A Peruvian Court has ruled that a security contract between Hudbay Minerals Inc. and police created a bias in favor of the Toronto-based mining company that resulted in the April 2017 illegal detention of InvestigativeMEDIA owner John Dougherty and international mining activist Jen Moore and a subsequent ban prohibiting them from entering the country.
“This decision provides further evidence of how the privatization of security forces in Peru undermines their impartiality and independence, and puts them at the service of companies like Hudbay Minerals creating a grave conflict of interest,” Moore states.
“This creates a highly permissible environment for human rights violations, including the criminalization and violent repression of people exercising their legitimate rights to protest mining projects and related harms,” she said. “Further, as this case demonstrates, it heightens state and company control over the information people have access to, such as through the criminalization of independent researchers and journalists.”
Hudbay is seeking permits to construct the third largest open-pit copper mine in the United States in the Santa Rita Mountains on the Coronado National Forest southeast of Tucson. The project has been stopped pending the outcome litigation in U.S. District Court.
Dougherty and Moore were surrounded by police and ordered into a vehicle after screening Dougherty’s documentary film “Flin Flon Flim Flam” at a downtown Cusco cultural center on April 17, 2017. The film detailed Hudbay’s history of environmental degradation and human rights abuses in Arizona, Canada, Guatemala and Peru.
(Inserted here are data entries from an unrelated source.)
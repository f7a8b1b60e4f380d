//! Trigger registrations and the reverse lookup index.
//!
//! When a workflow is deployed, each of its trigger nodes is registered
//! under a normalized index key. An incoming event carries the same kind
//! of key, so finding the workflows to wake is a single map lookup
//! rather than a scan over every deployed workflow.

use std::collections::HashMap;
use std::fmt;

use serde::{Deserialize, Serialize};
use serde_json::Value as JsonValue;
use switchyard_core::{TriggerId, WorkflowId};
use switchyard_workflow::{Node, NodeId, NodeKind, Workflow};
use tracing::debug;

/// The kind of event a trigger reacts to.
#[derive(Debug, Clone, Copy, PartialEq, Eq, Hash, Serialize, Deserialize)]
#[serde(rename_all = "snake_case")]
pub enum TriggerKind {
    /// Fires on a cron schedule.
    Schedule,
    /// Fires on an HTTP delivery to a path.
    Webhook,
    /// Fires on a chat message in a workspace.
    ChatMessage,
    /// Fires on a push to a repository.
    RepositoryPush,
    /// Fires on mail delivered to an address.
    MailboxMessage,
    /// Fired explicitly by a user; never indexed by key.
    Manual,
}

impl TriggerKind {
    /// Maps a trigger node subtype to its kind.
    #[must_use]
    pub fn from_subtype(subtype: &str) -> Option<Self> {
        match subtype {
            "schedule" => Some(Self::Schedule),
            "webhook" => Some(Self::Webhook),
            "chat_message" => Some(Self::ChatMessage),
            "repository_push" => Some(Self::RepositoryPush),
            "mailbox_message" => Some(Self::MailboxMessage),
            "manual" => Some(Self::Manual),
            _ => None,
        }
    }

    /// The configuration key the index key is read from, if this kind
    /// is indexed at all.
    #[must_use]
    pub fn config_key(&self) -> Option<&'static str> {
        match self {
            Self::Schedule => Some("cron"),
            Self::Webhook => Some("path"),
            Self::ChatMessage => Some("workspace"),
            Self::RepositoryPush => Some("repository"),
            Self::MailboxMessage => Some("address"),
            Self::Manual => None,
        }
    }
}

impl fmt::Display for TriggerKind {
    fn fmt(&self, f: &mut fmt::Formatter<'_>) -> fmt::Result {
        let name = match self {
            Self::Schedule => "schedule",
            Self::Webhook => "webhook",
            Self::ChatMessage => "chat_message",
            Self::RepositoryPush => "repository_push",
            Self::MailboxMessage => "mailbox_message",
            Self::Manual => "manual",
        };
        write!(f, "{name}")
    }
}

/// Deployment state of a registration. Only active registrations match
/// incoming events.
#[derive(Debug, Clone, Copy, PartialEq, Eq, Default, Serialize, Deserialize)]
#[serde(rename_all = "snake_case")]
pub enum DeploymentStatus {
    #[default]
    Active,
    Paused,
    Stopped,
}

/// Normalizes a raw key into its canonical indexed form.
///
/// Both registration and lookup go through this, so an event matches a
/// registration regardless of case or stray whitespace differences.
/// Manual triggers are never indexed by key.
#[must_use]
pub fn normalize_index_key(kind: TriggerKind, raw: &str) -> Option<String> {
    let trimmed = raw.trim();
    match kind {
        TriggerKind::Manual => None,
        TriggerKind::Schedule => {
            // canonical single-space cron expression
            Some(
                trimmed
                    .split_whitespace()
                    .collect::<Vec<_>>()
                    .join(" "),
            )
        }
        TriggerKind::Webhook => {
            let lowered = trimmed.to_ascii_lowercase();
            let with_slash = if lowered.starts_with('/') {
                lowered
            } else {
                format!("/{lowered}")
            };
            let canonical = if with_slash.len() > 1 {
                with_slash.trim_end_matches('/').to_string()
            } else {
                with_slash
            };
            Some(canonical)
        }
        TriggerKind::ChatMessage | TriggerKind::RepositoryPush | TriggerKind::MailboxMessage => {
            Some(trimmed.to_ascii_lowercase())
        }
    }
}

/// One deployed trigger node, registered for reverse lookup.
#[derive(Debug, Clone, PartialEq, Serialize, Deserialize)]
pub struct TriggerRegistration {
    /// Unique identifier of this registration.
    pub id: TriggerId,
    /// The workflow the trigger belongs to.
    pub workflow_id: WorkflowId,
    /// The trigger node within the workflow.
    pub node_id: NodeId,
    /// The kind of event this trigger reacts to.
    pub kind: TriggerKind,
    /// Normalized index key, absent for manual triggers.
    pub index_key: Option<String>,
    /// Deployment state.
    pub status: DeploymentStatus,
}

impl TriggerRegistration {
    /// Creates an active registration with a normalized key.
    #[must_use]
    pub fn new(workflow_id: WorkflowId, node_id: NodeId, kind: TriggerKind, raw_key: &str) -> Self {
        Self {
            id: TriggerId::new(),
            workflow_id,
            node_id,
            kind,
            index_key: normalize_index_key(kind, raw_key),
            status: DeploymentStatus::Active,
        }
    }

    /// Builds a registration from a workflow's trigger node, reading the
    /// index key from the node's configuration. Returns `None` for
    /// non-trigger nodes and unknown trigger subtypes.
    #[must_use]
    pub fn from_node(workflow_id: WorkflowId, node: &Node) -> Option<Self> {
        if node.kind != NodeKind::Trigger {
            return None;
        }
        let kind = TriggerKind::from_subtype(node.subtype()?)?;
        let raw_key = kind.config_key().and_then(|key| {
            node.configuration
                .get(key)
                .and_then(JsonValue::as_str)
                .map(str::to_string)
        });
        Some(Self {
            id: TriggerId::new(),
            workflow_id,
            node_id: node.id,
            kind,
            index_key: raw_key.and_then(|raw| normalize_index_key(kind, &raw)),
            status: DeploymentStatus::Active,
        })
    }
}

/// Reverse lookup index over trigger registrations.
#[derive(Debug, Clone, Default)]
pub struct TriggerIndex {
    by_key: HashMap<(TriggerKind, String), Vec<TriggerId>>,
    by_id: HashMap<TriggerId, TriggerRegistration>,
    by_workflow: HashMap<WorkflowId, Vec<TriggerId>>,
}

impl TriggerIndex {
    /// Creates an empty index.
    #[must_use]
    pub fn new() -> Self {
        Self::default()
    }

    /// Returns the number of registrations.
    #[must_use]
    pub fn len(&self) -> usize {
        self.by_id.len()
    }

    /// Returns true if no registrations exist.
    #[must_use]
    pub fn is_empty(&self) -> bool {
        self.by_id.is_empty()
    }

    /// Inserts a registration and returns its ID.
    pub fn insert(&mut self, registration: TriggerRegistration) -> TriggerId {
        let id = registration.id;
        if let Some(key) = &registration.index_key {
            self.by_key
                .entry((registration.kind, key.clone()))
                .or_default()
                .push(id);
        }
        self.by_workflow
            .entry(registration.workflow_id)
            .or_default()
            .push(id);
        debug!(
            trigger_id = %id,
            workflow_id = %registration.workflow_id,
            kind = %registration.kind,
            "registered trigger"
        );
        self.by_id.insert(id, registration);
        id
    }

    /// Registers every trigger node of a workflow and returns the new
    /// registration IDs.
    pub fn index_workflow(&mut self, workflow: &Workflow) -> Vec<TriggerId> {
        workflow
            .trigger_nodes()
            .filter_map(|node| TriggerRegistration::from_node(workflow.id, node))
            .map(|registration| self.insert(registration))
            .collect()
    }

    /// Removes a registration.
    pub fn remove(&mut self, id: TriggerId) -> Option<TriggerRegistration> {
        let registration = self.by_id.remove(&id)?;
        if let Some(key) = &registration.index_key {
            if let Some(ids) = self.by_key.get_mut(&(registration.kind, key.clone())) {
                ids.retain(|candidate| *candidate != id);
                if ids.is_empty() {
                    self.by_key.remove(&(registration.kind, key.clone()));
                }
            }
        }
        if let Some(ids) = self.by_workflow.get_mut(&registration.workflow_id) {
            ids.retain(|candidate| *candidate != id);
            if ids.is_empty() {
                self.by_workflow.remove(&registration.workflow_id);
            }
        }
        Some(registration)
    }

    /// Removes every registration of a workflow, e.g. on undeploy.
    pub fn remove_workflow(&mut self, workflow_id: WorkflowId) -> Vec<TriggerRegistration> {
        let ids = self.by_workflow.get(&workflow_id).cloned().unwrap_or_default();
        ids.into_iter().filter_map(|id| self.remove(id)).collect()
    }

    /// Updates the deployment status of a registration.
    pub fn set_status(&mut self, id: TriggerId, status: DeploymentStatus) -> bool {
        match self.by_id.get_mut(&id) {
            Some(registration) => {
                registration.status = status;
                true
            }
            None => false,
        }
    }

    /// Looks up a registration by ID.
    #[must_use]
    pub fn get(&self, id: TriggerId) -> Option<&TriggerRegistration> {
        self.by_id.get(&id)
    }

    /// Returns the active registrations matching an incoming event's
    /// kind and raw key. The key is normalized before the lookup.
    #[must_use]
    pub fn matching(&self, kind: TriggerKind, raw_key: &str) -> Vec<&TriggerRegistration> {
        let Some(key) = normalize_index_key(kind, raw_key) else {
            return Vec::new();
        };
        self.by_key
            .get(&(kind, key))
            .into_iter()
            .flatten()
            .filter_map(|id| self.by_id.get(id))
            .filter(|registration| registration.status == DeploymentStatus::Active)
            .collect()
    }

    /// Returns the active manual registrations of a workflow, for
    /// explicit user-initiated runs.
    #[must_use]
    pub fn manual(&self, workflow_id: WorkflowId) -> Vec<&TriggerRegistration> {
        self.by_workflow
            .get(&workflow_id)
            .into_iter()
            .flatten()
            .filter_map(|id| self.by_id.get(id))
            .filter(|registration| {
                registration.kind == TriggerKind::Manual
                    && registration.status == DeploymentStatus::Active
            })
            .collect()
    }
}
Dougherty and Moore were held four hours by police who alleged they had violated their tourist visas.
The next day, the Peruvian Interior Ministry issued a statement alleging Dougherty and Moore were inciting violence against mining operations in Peru. HudBay Minerals argued at the time that it had nothing to do with the criminalization of the two, although it admitted to contracting police for security services. Moore’s attorneys filed a habeus corpus motion in May 2017 and a Peruvian court issued its ruling earlier this month.
“In addition to recognizing that the police and Ministry of the Interior were partial to HudBay Minerals’ interests, the ruling finds that sharing information about the negative impacts of mining does not threaten public order nor does it violate migratory law, which were among the accusations made by police,” according to a statement issued earlier this week by Moore.
“On the contrary, the ruling finds that Moore was acting within her rights, and that this process of criminalization constitutes a violation of individual rights to freedom of expression and collective rights to access information.”
In a separate ruling earlier this year, a Peruvian court determined that the Interior Ministry violated Dougherty’s due process rights when it banned Dougherty and Moore from Peru for 10 years prior to even holding a hearing. The court ordered the travel ban lifted.
In the week prior to their detention, Dougherty and Moore were harassed and subject to police surveillance while they were visiting communities affected by HudBay’s Constancia copper mine in the province of Chumbivilcas where they screened the film and distributed DVD copies in Quechua. Police questioned local community leaders about their activities and sought their personal identification from a local hotel where they had stayed without them being present.
While contracts between Peruvian security forces and mining companies are legal, national and international organizations have vociferously opposed these arrangements given their detrimental impacts on the impartiality and independence of the police force, which is necessary to their role in ensuring justice, not facilitating criminalization, violating people’s rights and repressing Indigenous peoples and other mining-affected communities around the country, Moore states.
EarthRights International, the Peruvian Institute for Legal Defense and the National Coordinating Committee for Human Rights in Peru released a recent study in which they found that mining companies and other extractive firms have signed at least 138 contracts with police in Peru from 1995 to 2018.
There are numerous examples of where these privatized police arrangements occur with grave impacts, including where police response to community protests has led to criminalization or where repression has led to injury and death. In the case of Glencore’s Tintaya mine (formerly owned by XStrata), Peruvian citizens brought a civil lawsuit to UK court for violent police repression of Indigenous communities protesting environmental contamination and the company’s broken promises.
Moore notes in a first-person account in Foreign Policy in Focus that she and Dougherty “got off light” compared to the flagrant human rights abuses that have occurred as a result of mining companies having police security contracts.
“In an area not far from Cusco, police repression against Indigenous communities protesting environmental contamination in 2012 ended with dozens injured and two dead. And Peruvians often face much more punitive legal proceedings than we did.
“For instance, the governor of Puno province has been sentenced to six years in jail for allegedly organizing Aymara Indigenous communities to protest mining concessions for the Canadian company Bear Creek Mining in 2011, over very real concerns about the water contamination that results from gold mining.”